# Assigned task
Wherever a line in the data holds the word "flowscript", pull that line out.
┏━━
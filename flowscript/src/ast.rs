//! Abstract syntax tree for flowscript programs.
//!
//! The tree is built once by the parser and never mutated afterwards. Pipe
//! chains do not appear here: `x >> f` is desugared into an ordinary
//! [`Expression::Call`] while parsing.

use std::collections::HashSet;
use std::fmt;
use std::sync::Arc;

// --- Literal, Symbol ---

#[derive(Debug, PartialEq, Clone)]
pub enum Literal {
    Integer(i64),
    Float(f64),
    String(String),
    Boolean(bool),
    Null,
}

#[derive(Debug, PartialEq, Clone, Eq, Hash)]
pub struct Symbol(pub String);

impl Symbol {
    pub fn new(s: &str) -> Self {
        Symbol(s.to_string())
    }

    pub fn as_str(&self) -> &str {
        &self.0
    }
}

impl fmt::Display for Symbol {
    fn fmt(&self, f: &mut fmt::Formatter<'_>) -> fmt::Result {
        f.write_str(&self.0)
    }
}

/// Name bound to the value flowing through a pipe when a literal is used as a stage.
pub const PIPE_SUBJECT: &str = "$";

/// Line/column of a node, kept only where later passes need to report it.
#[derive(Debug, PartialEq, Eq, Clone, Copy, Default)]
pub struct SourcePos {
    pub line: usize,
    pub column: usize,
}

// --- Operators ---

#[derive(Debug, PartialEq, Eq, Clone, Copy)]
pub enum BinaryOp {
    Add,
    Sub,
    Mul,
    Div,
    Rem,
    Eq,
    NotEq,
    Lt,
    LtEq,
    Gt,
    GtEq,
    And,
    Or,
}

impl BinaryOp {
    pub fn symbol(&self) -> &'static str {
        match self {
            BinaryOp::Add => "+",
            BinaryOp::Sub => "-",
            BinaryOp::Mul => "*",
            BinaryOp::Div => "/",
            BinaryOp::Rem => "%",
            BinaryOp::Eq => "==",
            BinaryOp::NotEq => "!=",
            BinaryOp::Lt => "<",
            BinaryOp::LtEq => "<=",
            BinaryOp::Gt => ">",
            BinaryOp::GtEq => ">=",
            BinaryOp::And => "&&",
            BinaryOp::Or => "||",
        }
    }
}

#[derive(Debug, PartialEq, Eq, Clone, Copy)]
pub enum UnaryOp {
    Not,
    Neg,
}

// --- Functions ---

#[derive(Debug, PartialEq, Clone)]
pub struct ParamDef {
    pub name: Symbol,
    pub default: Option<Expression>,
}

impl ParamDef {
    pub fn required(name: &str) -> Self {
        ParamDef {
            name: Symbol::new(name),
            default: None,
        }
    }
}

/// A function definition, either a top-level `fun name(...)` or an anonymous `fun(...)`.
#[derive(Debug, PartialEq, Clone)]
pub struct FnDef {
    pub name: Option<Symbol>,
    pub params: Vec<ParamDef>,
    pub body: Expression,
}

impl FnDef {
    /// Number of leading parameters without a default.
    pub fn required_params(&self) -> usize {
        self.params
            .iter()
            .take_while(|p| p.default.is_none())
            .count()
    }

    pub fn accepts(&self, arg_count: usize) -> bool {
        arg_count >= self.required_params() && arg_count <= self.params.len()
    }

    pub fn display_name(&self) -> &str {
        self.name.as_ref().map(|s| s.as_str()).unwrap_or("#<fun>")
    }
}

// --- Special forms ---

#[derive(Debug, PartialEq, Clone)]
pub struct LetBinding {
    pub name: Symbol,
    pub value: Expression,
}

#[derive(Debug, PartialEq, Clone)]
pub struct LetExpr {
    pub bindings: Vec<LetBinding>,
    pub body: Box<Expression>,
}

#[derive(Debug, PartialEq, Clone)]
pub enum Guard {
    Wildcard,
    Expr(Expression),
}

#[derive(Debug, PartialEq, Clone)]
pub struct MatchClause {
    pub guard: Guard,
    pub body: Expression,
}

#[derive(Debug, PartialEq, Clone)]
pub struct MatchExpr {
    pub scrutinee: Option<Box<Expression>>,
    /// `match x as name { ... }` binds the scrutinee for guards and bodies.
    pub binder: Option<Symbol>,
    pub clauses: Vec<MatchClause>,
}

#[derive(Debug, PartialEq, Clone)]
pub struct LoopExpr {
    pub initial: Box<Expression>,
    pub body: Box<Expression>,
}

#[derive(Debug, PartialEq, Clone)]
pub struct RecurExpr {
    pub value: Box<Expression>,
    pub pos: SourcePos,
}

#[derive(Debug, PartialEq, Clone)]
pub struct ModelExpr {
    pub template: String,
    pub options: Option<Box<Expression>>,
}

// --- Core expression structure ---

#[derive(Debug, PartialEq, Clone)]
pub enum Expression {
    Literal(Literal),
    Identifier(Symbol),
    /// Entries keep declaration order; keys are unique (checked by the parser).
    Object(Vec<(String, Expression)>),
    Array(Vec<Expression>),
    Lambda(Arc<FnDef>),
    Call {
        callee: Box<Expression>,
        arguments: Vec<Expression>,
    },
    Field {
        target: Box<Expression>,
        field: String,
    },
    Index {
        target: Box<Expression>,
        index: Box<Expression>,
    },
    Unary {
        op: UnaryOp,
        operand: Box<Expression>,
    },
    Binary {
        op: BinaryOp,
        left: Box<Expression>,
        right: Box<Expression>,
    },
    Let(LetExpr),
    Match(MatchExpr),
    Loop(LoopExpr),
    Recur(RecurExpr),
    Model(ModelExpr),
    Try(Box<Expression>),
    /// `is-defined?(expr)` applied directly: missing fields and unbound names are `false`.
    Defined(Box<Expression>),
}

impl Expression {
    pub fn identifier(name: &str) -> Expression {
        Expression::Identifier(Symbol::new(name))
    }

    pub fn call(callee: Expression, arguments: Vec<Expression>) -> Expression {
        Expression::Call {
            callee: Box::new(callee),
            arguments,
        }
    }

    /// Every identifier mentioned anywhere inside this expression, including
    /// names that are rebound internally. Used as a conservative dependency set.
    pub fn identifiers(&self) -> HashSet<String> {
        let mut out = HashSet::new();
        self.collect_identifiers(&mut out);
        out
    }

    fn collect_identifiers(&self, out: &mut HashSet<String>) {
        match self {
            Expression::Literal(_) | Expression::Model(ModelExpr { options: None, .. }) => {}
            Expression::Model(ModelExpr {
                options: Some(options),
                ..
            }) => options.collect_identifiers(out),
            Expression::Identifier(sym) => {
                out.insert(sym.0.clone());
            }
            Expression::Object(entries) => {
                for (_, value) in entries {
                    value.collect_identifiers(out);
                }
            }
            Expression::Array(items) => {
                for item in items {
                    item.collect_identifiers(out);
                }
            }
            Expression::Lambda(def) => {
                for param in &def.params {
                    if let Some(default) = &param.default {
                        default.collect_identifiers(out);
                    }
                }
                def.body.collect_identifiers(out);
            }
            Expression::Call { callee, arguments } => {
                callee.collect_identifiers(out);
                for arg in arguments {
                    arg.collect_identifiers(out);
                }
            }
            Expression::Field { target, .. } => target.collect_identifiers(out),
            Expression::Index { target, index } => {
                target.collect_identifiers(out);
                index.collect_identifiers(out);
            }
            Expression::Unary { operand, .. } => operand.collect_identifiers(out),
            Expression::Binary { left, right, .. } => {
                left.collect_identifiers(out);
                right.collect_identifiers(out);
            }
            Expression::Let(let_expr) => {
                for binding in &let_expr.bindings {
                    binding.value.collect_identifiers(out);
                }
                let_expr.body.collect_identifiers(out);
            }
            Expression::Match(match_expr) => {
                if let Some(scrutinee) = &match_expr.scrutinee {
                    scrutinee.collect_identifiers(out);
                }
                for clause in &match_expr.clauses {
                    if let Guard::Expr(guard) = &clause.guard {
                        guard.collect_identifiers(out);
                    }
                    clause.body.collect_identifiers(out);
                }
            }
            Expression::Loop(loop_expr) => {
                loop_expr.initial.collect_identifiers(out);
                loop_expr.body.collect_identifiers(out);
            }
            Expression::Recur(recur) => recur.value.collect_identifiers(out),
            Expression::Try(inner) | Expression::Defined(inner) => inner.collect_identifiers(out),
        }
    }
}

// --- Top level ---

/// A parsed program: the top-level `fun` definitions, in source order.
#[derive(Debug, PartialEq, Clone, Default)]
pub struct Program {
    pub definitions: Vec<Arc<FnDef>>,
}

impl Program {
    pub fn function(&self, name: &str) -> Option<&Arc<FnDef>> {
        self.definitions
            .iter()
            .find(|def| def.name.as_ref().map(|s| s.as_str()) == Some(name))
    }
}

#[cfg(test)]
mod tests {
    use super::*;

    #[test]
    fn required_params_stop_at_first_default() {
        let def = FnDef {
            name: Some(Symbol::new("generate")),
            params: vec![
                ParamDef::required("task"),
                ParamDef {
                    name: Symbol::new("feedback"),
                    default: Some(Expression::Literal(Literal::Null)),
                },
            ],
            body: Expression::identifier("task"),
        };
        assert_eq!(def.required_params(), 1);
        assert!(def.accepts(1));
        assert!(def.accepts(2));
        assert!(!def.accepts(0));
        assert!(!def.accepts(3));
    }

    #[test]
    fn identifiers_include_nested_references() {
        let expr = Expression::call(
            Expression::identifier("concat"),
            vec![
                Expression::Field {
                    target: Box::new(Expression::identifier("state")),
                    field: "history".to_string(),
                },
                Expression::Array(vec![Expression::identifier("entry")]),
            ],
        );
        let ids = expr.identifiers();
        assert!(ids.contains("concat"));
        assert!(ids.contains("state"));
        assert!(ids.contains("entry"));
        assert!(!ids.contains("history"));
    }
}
┗━━
# Written answer
filename flowscript/src/ast.rs
//! Abstract syntax tree for flowscript programs.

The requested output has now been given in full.